>>>
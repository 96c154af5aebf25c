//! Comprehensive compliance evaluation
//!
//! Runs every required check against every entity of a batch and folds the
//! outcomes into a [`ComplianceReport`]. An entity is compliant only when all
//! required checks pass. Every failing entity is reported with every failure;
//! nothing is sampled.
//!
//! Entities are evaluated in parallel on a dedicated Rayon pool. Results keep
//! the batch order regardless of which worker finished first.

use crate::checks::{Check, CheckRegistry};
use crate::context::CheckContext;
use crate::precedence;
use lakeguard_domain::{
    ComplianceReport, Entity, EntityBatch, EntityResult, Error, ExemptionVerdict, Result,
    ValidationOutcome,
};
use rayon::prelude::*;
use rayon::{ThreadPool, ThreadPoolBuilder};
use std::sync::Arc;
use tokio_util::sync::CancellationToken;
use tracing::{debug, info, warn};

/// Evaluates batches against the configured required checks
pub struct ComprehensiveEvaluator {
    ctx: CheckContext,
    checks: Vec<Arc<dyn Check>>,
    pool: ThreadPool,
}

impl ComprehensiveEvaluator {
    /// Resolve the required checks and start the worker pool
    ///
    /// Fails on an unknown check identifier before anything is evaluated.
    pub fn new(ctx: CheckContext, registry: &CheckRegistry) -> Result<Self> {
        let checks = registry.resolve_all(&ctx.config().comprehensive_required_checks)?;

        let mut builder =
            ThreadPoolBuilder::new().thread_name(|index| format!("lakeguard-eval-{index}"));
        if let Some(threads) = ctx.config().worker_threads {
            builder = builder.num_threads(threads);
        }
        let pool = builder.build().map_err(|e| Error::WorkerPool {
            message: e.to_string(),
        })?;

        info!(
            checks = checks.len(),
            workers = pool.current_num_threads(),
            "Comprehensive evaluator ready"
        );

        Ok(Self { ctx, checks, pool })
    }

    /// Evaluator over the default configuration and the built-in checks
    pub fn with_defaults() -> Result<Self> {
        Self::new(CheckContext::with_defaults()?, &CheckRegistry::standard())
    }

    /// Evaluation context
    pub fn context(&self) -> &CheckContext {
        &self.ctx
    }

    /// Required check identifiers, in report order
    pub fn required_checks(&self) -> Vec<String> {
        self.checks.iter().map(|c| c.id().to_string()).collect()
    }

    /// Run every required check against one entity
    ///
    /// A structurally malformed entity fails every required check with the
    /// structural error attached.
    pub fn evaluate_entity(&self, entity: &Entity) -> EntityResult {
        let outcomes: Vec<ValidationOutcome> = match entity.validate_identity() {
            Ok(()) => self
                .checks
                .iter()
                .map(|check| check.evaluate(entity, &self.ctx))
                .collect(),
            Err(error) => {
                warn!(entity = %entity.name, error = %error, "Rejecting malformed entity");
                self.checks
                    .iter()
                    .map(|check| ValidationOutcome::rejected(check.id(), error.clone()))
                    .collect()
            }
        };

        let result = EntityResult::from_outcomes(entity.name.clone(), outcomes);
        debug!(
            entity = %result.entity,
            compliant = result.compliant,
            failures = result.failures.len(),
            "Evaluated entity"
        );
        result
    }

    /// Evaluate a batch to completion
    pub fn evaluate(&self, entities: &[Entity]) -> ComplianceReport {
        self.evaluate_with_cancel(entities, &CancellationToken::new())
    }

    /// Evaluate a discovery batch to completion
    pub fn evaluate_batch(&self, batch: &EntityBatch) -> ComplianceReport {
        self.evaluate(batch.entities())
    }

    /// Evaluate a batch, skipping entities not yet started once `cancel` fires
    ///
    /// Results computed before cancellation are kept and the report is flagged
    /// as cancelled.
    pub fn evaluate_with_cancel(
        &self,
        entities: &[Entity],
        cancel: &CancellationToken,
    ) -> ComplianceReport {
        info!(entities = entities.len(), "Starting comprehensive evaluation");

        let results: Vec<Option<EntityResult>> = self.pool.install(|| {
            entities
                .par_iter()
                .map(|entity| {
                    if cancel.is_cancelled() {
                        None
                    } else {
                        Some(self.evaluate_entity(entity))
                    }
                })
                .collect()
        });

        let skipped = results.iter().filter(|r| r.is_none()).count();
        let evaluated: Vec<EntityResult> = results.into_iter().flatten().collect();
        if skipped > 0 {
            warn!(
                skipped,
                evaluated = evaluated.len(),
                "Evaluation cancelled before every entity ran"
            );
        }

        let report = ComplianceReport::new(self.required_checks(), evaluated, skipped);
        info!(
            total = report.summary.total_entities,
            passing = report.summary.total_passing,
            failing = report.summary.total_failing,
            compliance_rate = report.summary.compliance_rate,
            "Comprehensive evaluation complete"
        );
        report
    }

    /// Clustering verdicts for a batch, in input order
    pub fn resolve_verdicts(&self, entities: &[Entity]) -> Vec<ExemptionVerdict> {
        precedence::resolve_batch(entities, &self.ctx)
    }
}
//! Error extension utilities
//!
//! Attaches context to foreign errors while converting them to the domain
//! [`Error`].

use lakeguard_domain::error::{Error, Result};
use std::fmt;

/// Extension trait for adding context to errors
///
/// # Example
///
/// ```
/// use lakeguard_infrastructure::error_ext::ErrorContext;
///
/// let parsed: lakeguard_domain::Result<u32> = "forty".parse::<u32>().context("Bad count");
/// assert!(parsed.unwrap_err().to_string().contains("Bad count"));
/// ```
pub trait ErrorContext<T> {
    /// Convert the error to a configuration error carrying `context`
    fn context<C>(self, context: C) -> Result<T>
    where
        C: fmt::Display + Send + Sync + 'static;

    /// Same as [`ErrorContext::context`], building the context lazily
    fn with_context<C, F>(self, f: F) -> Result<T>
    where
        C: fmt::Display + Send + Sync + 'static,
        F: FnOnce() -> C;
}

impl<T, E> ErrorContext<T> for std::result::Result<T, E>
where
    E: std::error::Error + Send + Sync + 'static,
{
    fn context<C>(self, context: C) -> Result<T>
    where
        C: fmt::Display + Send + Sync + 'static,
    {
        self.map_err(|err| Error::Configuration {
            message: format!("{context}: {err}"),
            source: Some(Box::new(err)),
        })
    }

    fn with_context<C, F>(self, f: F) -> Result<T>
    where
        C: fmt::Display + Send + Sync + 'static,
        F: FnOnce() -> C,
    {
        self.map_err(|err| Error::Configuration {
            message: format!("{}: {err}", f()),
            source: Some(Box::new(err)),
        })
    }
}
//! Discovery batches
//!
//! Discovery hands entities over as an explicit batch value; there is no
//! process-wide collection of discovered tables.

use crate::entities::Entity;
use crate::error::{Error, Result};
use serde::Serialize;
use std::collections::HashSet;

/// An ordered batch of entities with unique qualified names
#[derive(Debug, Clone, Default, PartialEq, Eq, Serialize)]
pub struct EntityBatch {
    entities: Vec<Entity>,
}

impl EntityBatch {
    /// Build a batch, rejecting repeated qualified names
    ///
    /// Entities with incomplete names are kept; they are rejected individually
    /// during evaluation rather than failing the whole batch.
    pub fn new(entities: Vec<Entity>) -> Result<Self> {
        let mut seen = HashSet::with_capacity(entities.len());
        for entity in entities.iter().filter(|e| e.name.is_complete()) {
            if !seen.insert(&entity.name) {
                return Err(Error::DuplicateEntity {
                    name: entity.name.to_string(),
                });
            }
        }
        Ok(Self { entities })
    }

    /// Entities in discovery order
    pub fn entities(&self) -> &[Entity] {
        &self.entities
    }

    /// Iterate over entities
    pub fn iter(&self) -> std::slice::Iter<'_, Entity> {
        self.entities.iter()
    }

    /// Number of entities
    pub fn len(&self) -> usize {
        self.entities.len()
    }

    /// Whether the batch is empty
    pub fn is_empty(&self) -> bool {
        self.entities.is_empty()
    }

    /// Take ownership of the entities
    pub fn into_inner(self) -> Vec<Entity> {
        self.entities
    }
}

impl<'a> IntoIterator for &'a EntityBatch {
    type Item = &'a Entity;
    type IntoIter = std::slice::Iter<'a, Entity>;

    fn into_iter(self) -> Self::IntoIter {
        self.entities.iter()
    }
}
<<<
Exercise:
Look for the line with "self.entities.is_empty()" in the records above. Repeat it and each line after it exactly.

Output for this exercise:
        self.entities.is_empty()
    }

    /// Take ownership of the entities
    pub fn into_inner(self) -> Vec<Entity> {
        self.entities
    }
}

impl<'a> IntoIterator for &'a EntityBatch {
    type Item = &'a Entity;
    type IntoIter = std::slice::Iter<'a, Entity>;

    fn into_iter(self) -> Self::IntoIter {
        self.entities.iter()
    }
}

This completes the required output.